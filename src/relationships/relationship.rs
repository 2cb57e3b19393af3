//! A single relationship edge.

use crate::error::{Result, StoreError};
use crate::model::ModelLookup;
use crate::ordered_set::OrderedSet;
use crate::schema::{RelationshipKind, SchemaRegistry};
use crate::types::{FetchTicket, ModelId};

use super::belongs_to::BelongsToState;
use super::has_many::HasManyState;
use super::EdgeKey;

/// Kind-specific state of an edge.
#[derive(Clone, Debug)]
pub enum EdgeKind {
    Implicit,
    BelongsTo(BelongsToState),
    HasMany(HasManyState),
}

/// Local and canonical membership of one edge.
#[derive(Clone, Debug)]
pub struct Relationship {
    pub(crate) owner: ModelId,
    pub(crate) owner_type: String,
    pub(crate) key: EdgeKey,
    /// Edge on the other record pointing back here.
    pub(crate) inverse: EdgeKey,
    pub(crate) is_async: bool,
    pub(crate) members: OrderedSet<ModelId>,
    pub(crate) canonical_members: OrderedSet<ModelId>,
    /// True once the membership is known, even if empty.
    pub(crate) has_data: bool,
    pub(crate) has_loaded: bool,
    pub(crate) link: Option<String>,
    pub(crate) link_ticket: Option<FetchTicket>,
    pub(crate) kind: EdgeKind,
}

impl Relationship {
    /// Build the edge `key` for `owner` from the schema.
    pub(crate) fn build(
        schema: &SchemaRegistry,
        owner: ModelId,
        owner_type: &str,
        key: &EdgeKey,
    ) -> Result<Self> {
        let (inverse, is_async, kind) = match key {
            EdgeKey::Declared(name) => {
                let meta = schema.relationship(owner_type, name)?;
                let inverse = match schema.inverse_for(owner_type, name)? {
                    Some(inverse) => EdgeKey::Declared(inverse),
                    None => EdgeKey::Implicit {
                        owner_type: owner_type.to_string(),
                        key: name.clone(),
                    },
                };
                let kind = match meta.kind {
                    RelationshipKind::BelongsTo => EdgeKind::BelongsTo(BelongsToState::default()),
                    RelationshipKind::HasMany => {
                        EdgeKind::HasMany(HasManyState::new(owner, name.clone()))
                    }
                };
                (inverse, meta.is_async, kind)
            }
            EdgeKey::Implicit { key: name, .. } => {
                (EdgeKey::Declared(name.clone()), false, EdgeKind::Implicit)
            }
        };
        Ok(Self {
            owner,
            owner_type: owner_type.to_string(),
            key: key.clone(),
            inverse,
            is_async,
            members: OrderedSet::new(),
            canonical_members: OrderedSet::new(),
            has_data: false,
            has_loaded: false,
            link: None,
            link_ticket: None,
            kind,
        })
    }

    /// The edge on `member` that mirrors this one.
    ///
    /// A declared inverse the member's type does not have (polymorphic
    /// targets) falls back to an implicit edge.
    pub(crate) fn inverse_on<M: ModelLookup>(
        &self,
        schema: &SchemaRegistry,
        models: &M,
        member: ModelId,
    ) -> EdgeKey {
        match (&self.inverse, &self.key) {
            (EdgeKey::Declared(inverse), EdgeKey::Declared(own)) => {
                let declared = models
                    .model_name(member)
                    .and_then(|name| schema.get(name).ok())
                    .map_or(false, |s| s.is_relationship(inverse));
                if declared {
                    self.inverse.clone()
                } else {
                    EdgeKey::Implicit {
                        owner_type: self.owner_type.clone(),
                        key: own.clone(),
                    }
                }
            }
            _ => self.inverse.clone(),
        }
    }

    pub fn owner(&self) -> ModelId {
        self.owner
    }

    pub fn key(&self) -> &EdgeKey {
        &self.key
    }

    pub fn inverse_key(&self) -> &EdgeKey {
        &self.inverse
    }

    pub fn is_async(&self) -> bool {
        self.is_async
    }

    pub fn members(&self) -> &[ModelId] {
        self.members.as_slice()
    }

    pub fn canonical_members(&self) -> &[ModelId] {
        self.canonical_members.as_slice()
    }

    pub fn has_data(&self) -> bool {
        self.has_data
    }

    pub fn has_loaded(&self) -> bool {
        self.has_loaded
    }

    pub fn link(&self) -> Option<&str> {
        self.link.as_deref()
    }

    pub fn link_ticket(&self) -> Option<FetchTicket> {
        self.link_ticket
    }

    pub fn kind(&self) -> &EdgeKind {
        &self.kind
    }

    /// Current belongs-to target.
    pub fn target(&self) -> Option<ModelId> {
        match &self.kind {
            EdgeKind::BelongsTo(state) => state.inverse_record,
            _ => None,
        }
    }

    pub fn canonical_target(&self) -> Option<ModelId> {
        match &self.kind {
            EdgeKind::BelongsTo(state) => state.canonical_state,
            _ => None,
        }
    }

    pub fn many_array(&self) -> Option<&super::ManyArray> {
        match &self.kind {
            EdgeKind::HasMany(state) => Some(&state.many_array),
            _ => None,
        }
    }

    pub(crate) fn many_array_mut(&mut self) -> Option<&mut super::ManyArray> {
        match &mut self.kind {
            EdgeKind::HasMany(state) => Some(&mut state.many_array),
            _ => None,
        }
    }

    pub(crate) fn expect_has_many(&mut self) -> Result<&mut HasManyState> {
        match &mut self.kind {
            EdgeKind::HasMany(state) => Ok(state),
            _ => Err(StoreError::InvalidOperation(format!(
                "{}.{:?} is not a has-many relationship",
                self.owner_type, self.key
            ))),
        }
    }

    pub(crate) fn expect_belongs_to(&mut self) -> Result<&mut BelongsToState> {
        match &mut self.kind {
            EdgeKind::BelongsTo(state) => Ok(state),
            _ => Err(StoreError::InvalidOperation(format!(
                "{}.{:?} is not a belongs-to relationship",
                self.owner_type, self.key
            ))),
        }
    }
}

════════════════════

**What you should do:** Could you write out exactly the lines above, starting at the first one and ending with the line that has "of one edge."?

**Your response:**
filename src/relationships/relationship.rs
repository 2cb57e3b19393af3
//! A single relationship edge.

use crate::error::{Result, StoreError};
use crate::model::ModelLookup;
use crate::ordered_set::OrderedSet;
use crate::schema::{RelationshipKind, SchemaRegistry};
use crate::types::{FetchTicket, ModelId};

use super::belongs_to::BelongsToState;
use super::has_many::HasManyState;
use super::EdgeKey;

/// Kind-specific state of an edge.
#[derive(Clone, Debug)]
pub enum EdgeKind {
    Implicit,
    BelongsTo(BelongsToState),
    HasMany(HasManyState),
}

/// Local and canonical membership of one edge.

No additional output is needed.